[Dataset entries]
____
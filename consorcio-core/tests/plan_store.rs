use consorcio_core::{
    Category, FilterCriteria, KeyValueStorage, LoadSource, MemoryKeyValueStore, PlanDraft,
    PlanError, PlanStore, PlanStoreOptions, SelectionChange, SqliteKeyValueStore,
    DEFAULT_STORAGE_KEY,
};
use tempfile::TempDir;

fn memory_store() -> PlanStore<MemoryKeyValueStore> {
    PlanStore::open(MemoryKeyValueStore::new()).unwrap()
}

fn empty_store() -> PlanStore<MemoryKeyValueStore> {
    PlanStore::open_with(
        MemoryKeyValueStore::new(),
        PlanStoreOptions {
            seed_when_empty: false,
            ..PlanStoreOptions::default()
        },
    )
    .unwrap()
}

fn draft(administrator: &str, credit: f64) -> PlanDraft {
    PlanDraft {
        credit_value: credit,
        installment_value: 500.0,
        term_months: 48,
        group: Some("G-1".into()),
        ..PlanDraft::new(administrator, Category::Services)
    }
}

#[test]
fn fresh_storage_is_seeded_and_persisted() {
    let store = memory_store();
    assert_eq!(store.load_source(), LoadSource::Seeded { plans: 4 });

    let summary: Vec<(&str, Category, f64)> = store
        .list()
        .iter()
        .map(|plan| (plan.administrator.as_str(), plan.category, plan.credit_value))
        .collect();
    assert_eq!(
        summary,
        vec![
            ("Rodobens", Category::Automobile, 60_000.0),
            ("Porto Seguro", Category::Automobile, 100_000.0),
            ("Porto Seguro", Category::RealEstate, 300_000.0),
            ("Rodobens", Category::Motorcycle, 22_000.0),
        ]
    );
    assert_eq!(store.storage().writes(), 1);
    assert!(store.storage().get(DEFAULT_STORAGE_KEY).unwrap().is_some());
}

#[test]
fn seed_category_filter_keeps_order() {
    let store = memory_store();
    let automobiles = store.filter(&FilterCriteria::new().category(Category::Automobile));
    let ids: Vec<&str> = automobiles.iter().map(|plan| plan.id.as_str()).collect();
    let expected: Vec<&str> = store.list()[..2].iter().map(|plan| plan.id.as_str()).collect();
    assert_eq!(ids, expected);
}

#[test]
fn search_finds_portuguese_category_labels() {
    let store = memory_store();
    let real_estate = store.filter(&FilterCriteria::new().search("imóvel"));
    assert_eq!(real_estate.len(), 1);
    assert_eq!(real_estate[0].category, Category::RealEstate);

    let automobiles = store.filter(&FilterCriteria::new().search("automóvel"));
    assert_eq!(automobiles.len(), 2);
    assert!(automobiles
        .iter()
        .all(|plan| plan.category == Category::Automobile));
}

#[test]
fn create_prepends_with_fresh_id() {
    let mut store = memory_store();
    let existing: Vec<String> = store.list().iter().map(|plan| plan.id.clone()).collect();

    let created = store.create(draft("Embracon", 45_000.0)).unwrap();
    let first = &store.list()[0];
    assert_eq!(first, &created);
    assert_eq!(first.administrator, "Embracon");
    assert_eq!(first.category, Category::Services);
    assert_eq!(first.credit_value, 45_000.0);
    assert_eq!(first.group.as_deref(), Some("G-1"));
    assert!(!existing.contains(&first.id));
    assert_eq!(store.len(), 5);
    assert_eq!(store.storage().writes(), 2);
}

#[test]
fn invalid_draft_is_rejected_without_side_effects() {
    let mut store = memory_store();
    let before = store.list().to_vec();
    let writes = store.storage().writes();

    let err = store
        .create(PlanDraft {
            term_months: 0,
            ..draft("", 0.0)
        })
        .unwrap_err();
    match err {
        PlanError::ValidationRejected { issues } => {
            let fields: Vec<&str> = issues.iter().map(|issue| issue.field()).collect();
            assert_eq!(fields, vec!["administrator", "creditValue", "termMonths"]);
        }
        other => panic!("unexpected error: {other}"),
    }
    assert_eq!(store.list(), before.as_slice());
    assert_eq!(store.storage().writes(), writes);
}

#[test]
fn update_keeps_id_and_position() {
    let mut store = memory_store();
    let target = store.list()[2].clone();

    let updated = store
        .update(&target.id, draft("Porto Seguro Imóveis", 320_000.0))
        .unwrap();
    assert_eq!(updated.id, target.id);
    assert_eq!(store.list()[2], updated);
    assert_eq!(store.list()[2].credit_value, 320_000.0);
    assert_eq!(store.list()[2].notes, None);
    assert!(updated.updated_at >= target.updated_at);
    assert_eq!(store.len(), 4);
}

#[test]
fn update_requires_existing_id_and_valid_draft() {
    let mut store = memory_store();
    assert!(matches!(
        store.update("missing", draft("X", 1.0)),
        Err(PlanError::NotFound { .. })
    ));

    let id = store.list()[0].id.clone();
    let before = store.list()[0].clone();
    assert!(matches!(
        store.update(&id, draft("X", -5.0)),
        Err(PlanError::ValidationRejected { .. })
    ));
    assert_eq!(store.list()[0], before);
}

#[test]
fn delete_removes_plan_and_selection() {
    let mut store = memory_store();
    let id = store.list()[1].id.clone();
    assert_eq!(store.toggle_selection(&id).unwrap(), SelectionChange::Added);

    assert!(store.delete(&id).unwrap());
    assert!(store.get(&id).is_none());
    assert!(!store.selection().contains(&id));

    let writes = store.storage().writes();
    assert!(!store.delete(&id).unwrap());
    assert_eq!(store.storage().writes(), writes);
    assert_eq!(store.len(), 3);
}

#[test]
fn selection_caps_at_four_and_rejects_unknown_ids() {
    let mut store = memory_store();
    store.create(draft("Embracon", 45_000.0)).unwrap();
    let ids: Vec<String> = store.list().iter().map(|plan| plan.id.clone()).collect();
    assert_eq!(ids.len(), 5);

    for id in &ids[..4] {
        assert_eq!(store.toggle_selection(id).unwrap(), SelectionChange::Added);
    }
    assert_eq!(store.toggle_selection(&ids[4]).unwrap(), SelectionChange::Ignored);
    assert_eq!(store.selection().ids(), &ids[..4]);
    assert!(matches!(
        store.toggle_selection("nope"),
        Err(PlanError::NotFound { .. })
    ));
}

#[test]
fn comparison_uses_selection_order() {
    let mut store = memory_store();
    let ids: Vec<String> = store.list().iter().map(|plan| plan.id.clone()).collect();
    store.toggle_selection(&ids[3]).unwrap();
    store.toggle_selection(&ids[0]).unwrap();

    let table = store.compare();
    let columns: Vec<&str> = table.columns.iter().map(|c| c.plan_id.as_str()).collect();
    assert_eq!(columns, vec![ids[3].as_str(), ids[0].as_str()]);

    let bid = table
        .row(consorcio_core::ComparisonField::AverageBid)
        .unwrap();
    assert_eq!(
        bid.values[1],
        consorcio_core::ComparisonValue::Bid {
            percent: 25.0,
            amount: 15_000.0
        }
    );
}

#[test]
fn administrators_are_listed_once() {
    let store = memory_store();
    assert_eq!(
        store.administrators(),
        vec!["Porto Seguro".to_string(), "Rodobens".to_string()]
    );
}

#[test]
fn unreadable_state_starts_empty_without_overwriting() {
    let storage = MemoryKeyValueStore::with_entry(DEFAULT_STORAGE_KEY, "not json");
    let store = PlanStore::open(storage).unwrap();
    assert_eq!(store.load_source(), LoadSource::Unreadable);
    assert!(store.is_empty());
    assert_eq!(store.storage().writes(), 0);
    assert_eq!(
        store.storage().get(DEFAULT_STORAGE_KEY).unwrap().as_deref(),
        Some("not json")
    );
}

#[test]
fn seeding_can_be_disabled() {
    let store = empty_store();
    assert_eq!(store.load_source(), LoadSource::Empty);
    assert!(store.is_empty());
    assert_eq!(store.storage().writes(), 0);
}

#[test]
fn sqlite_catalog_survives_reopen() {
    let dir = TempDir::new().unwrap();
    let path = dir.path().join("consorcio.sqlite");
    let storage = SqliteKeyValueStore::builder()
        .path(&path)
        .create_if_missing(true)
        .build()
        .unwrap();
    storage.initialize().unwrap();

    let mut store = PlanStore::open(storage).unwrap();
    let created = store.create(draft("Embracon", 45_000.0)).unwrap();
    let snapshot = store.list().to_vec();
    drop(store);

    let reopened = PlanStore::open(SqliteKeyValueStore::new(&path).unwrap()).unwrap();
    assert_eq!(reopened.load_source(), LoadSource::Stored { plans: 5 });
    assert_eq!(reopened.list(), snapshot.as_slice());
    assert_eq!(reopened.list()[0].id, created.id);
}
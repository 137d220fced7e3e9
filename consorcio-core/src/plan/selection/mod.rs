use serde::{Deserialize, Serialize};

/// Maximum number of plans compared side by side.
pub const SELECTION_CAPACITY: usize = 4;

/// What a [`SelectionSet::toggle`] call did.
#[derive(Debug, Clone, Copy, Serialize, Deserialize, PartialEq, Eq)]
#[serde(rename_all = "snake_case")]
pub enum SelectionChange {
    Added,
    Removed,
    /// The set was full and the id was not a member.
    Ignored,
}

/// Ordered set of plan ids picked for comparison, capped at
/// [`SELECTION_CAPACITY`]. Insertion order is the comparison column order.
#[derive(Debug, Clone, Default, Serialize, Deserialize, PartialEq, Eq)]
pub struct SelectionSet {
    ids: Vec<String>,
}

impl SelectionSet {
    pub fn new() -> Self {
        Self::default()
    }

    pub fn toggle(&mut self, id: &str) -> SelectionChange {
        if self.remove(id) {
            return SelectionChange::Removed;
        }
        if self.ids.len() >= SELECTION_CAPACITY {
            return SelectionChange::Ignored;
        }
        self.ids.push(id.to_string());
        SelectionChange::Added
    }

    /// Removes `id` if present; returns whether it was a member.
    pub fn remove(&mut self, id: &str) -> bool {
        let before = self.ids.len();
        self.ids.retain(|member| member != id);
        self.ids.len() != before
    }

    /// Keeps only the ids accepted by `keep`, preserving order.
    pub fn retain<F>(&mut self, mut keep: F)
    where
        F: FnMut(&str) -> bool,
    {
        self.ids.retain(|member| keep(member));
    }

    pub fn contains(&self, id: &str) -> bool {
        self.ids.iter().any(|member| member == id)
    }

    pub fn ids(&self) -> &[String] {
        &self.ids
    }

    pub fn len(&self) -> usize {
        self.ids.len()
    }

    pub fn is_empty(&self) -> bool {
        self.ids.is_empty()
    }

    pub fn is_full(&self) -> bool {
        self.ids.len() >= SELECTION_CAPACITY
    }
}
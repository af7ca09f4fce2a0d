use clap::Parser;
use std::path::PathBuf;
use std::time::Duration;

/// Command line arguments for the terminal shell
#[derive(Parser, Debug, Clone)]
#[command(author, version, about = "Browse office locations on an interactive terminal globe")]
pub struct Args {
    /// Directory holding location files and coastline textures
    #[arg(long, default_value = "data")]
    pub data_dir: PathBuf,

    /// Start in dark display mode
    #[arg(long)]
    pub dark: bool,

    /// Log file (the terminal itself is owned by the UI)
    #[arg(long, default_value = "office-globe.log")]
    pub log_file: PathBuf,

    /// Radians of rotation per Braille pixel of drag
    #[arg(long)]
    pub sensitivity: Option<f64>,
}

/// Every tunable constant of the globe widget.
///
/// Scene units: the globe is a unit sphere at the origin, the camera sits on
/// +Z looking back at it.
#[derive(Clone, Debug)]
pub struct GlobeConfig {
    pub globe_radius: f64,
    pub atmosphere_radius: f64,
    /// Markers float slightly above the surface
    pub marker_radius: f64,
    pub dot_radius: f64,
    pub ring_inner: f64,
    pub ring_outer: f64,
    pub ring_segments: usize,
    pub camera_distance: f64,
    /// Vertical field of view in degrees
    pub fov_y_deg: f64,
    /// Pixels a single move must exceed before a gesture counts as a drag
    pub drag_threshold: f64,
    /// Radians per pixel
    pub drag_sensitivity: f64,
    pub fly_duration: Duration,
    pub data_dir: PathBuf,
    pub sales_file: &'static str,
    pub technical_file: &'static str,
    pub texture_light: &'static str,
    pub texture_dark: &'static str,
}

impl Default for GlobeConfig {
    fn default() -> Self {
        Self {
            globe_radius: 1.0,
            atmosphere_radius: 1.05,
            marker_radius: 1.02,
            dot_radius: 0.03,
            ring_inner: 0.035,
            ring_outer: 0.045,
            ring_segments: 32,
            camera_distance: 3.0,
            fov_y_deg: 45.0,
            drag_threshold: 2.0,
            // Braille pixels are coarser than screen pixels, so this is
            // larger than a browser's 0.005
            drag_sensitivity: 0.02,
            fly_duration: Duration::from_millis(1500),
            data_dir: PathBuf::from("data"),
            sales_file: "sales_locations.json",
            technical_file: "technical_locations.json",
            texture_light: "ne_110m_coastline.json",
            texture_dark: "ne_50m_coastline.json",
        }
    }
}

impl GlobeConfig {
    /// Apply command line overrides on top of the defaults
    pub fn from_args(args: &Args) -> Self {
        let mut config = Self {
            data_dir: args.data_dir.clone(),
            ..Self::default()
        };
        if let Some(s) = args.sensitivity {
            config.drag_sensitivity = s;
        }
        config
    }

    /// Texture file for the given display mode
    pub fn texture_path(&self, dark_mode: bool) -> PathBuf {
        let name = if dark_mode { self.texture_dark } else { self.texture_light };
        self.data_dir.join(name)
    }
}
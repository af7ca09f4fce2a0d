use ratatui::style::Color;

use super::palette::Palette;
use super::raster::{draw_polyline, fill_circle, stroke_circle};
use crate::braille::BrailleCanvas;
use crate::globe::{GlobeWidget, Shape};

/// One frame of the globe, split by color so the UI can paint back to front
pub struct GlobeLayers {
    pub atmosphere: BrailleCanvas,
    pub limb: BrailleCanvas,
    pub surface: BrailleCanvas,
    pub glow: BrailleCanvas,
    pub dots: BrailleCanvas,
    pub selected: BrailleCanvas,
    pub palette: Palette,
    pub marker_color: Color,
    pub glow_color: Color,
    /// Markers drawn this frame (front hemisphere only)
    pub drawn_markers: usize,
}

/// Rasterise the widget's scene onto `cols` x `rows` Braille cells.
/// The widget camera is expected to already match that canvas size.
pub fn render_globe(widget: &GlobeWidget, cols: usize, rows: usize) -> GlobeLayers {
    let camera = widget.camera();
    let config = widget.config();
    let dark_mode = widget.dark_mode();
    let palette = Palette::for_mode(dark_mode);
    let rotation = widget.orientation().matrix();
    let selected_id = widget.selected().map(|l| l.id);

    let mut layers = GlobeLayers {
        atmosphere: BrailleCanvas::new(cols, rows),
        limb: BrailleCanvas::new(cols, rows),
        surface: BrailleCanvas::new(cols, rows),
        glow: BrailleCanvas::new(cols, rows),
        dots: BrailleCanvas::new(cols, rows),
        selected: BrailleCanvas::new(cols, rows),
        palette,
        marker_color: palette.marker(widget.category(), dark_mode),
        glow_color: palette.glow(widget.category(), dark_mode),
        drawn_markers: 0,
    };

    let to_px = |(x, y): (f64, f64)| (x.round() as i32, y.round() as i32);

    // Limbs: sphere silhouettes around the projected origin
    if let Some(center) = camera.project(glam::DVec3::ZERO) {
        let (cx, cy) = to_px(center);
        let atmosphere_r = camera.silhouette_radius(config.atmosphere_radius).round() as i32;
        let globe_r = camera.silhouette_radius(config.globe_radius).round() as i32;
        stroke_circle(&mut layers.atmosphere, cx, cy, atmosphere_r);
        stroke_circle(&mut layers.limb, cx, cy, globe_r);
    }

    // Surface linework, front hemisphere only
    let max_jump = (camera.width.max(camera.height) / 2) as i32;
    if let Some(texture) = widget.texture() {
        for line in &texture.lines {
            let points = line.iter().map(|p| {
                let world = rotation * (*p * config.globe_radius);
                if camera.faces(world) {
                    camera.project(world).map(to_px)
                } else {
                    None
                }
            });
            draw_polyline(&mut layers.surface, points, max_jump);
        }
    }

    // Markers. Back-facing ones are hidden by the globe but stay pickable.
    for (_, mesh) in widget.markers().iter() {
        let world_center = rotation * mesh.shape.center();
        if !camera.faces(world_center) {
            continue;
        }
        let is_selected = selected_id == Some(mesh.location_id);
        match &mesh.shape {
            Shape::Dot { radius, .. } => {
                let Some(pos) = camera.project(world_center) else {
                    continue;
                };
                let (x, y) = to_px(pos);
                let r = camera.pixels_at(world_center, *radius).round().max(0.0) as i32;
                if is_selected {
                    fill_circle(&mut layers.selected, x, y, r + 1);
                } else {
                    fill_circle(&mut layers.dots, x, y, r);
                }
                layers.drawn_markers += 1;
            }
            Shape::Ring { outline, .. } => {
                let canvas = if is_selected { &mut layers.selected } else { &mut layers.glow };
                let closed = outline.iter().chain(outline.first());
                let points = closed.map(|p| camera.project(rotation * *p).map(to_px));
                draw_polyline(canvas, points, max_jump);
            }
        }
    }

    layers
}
____
> _TASK_: From the entries above, select each line containing the string "reopened".

> _ANSWER SPACE_:
    let reopened = PlanStore::open(SqliteKeyValueStore::new(&path).unwrap()).unwrap();
    assert_eq!(reopened.load_source(), LoadSource::Stored { plans: 5 });
    assert_eq!(reopened.list(), snapshot.as_slice());
    assert_eq!(reopened.list()[0].id, created.id);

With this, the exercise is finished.